> [Information provided]:
━━━━━━━━

//! Projects an [`Analysis`] onto a [`DocumentSink`].
//!
//! One forward pass emits, in order: the overview, the summary, the package
//! summary per source root, and the violation details per file. Nothing is
//! buffered here; a sink failure aborts the pass and whatever the sink
//! already wrote stays written.

use std::io;

use crate::error::ReportRenderError;
use crate::i18n::{MessageKey, Messages};
use crate::model::{Analysis, FileResult, Package};
use crate::sink::{DocumentSink, SectionLevel};
use crate::table::{file_anchor, package_anchor, package_summary_table, summary_table, violation_table};

const KEY_VALUE_SEPARATOR: &str = ": ";

/// Renders reports with one set of localized labels.
#[derive(Debug, Clone, Copy, Default)]
pub struct ReportGenerator {
    messages: Messages,
}

impl ReportGenerator {
    #[must_use]
    pub fn new(messages: Messages) -> Self {
        Self { messages }
    }

    #[must_use]
    pub fn messages(self) -> Messages {
        self.messages
    }

    /// Emit the complete report for `analysis` into `sink`.
    ///
    /// # Errors
    ///
    /// Returns [`ReportRenderError`] naming the section being written when
    /// the sink fails.
    pub fn generate(
        self,
        analysis: &Analysis,
        sink: &mut dyn DocumentSink,
    ) -> Result<(), ReportRenderError> {
        tracing::debug!(
            locale = %self.messages.locale(),
            packages = analysis.packages.len(),
            "generating report"
        );
        sink.start_document(self.messages.get(MessageKey::ReportTitle))
            .map_err(ReportRenderError::in_section("document"))?;
        self.overview(analysis, sink)
            .map_err(ReportRenderError::in_section("overview"))?;
        self.summary(analysis, sink)
            .map_err(ReportRenderError::in_section("summary"))?;
        self.package_summary(analysis, sink)
            .map_err(ReportRenderError::in_section("package summary"))?;
        if analysis.has_violations() {
            self.files(analysis, sink)
                .map_err(ReportRenderError::in_section("files"))?;
        }
        sink.end_document()
            .map_err(ReportRenderError::in_section("document"))
    }

    fn overview(self, analysis: &Analysis, sink: &mut dyn DocumentSink) -> io::Result<()> {
        sink.start_section(SectionLevel::One)?;
        heading(sink, SectionLevel::One, self.messages.get(MessageKey::ReportTitle))?;
        paragraph(sink, self.messages.get(MessageKey::ContentDescription))?;

        let details = [
            (MessageKey::VersionCaption, &analysis.tool_version),
            (MessageKey::GenerationTimeCaption, &analysis.timestamp),
            (MessageKey::ProjectCaption, &analysis.project_title),
        ];
        for (key, value) in details {
            if let Some(value) = value {
                key_value(sink, self.messages.get(key), value)?;
            }
        }
        sink.end_section(SectionLevel::One)
    }

    fn summary(self, analysis: &Analysis, sink: &mut dyn DocumentSink) -> io::Result<()> {
        tracing::debug!(violations = analysis.total_violations(), "summary section");
        sink.start_section(SectionLevel::One)?;
        heading(sink, SectionLevel::One, self.messages.get(MessageKey::SummaryTitle))?;
        summary_table(self.messages).render_rows(sink, [analysis])?;
        if !analysis.has_violations() {
            paragraph(sink, self.messages.get(MessageKey::NoViolations))?;
        }
        sink.end_section(SectionLevel::One)
    }

    fn package_summary(self, analysis: &Analysis, sink: &mut dyn DocumentSink) -> io::Result<()> {
        sink.start_section(SectionLevel::One)?;
        heading(
            sink,
            SectionLevel::One,
            self.messages.get(MessageKey::PackageSummaryTitle),
        )?;

        let table = package_summary_table(self.messages);
        let roots = analysis.source_roots();
        if roots.is_empty() {
            table.render_rows(sink, std::iter::empty())?;
        }
        for (root, packages) in roots {
            tracing::debug!(root, packages = packages.len(), "package summary");
            if let Some(directory) = analysis.source_directory(root) {
                self.source_directory_heading(sink, directory)?;
            }
            let listed = packages.into_iter().filter(|p| !p.files.is_empty());
            table.render_rows(sink, listed)?;
        }
        sink.end_section(SectionLevel::One)
    }

    fn files(self, analysis: &Analysis, sink: &mut dyn DocumentSink) -> io::Result<()> {
        sink.start_section(SectionLevel::One)?;
        heading(sink, SectionLevel::One, self.messages.get(MessageKey::FilesTitle))?;

        for (root, packages) in analysis.source_roots() {
            if !packages.iter().any(|p| p.files_with_violations() > 0) {
                continue;
            }
            if let Some(directory) = analysis.source_directory(root) {
                self.source_directory_heading(sink, directory)?;
            }
            for package in packages {
                let mut first = true;
                for file in package.files.iter().filter(|f| f.has_violations()) {
                    self.file(sink, package, file, first)?;
                    first = false;
                }
            }
        }
        sink.end_section(SectionLevel::One)
    }

    /// One file's violations. The first file of a package also carries the
    /// package anchor the package summary links to.
    fn file(
        self,
        sink: &mut dyn DocumentSink,
        package: &Package,
        file: &FileResult,
        package_start: bool,
    ) -> io::Result<()> {
        let path = package.file_path(file);
        tracing::trace!(file = %path, violations = file.violations.len(), "file section");

        sink.start_section(SectionLevel::Three)?;
        sink.start_heading(SectionLevel::Three)?;
        if package_start {
            sink.anchor(&package_anchor(package))?;
        }
        sink.anchor(&file_anchor(package, file))?;
        sink.text(&path)?;
        sink.end_heading(SectionLevel::Three)?;
        violation_table(self.messages).render_rows(sink, &file.violations)?;
        sink.end_section(SectionLevel::Three)
    }

    fn source_directory_heading(self, sink: &mut dyn DocumentSink, directory: &str) -> io::Result<()> {
        sink.start_heading(SectionLevel::Two)?;
        sink.text(self.messages.get(MessageKey::SourceDirectoryCaption))?;
        sink.text(KEY_VALUE_SEPARATOR)?;
        sink.emphasis(directory)?;
        sink.end_heading(SectionLevel::Two)
    }
}

/// Render `analysis` with labels for `locale_identifier` (e.g. `de-DE`).
/// Unsupported locales fall back to English.
///
/// # Errors
///
/// Returns [`ReportRenderError`] when the sink fails.
pub fn generate_report(
    analysis: &Analysis,
    sink: &mut dyn DocumentSink,
    locale_identifier: &str,
) -> Result<(), ReportRenderError> {
    ReportGenerator::new(Messages::for_identifier(locale_identifier)).generate(analysis, sink)
}

fn heading(sink: &mut dyn DocumentSink, level: SectionLevel, text: &str) -> io::Result<()> {
    sink.start_heading(level)?;
    sink.text(text)?;
    sink.end_heading(level)
}

fn paragraph(sink: &mut dyn DocumentSink, text: &str) -> io::Result<()> {
    sink.start_paragraph()?;
    sink.text(text)?;
    sink.end_paragraph()
}

fn key_value(sink: &mut dyn DocumentSink, key: &str, value: &str) -> io::Result<()> {
    sink.start_paragraph()?;
    sink.text(key)?;
    sink.text(KEY_VALUE_SEPARATOR)?;
    sink.emphasis(value)?;
    sink.end_paragraph()
}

━━━━━━━━

> [What you should do]:
Each line of the entries that contains "ReportRenderError" counts once; state the total as a bare number.

> [Result]:
11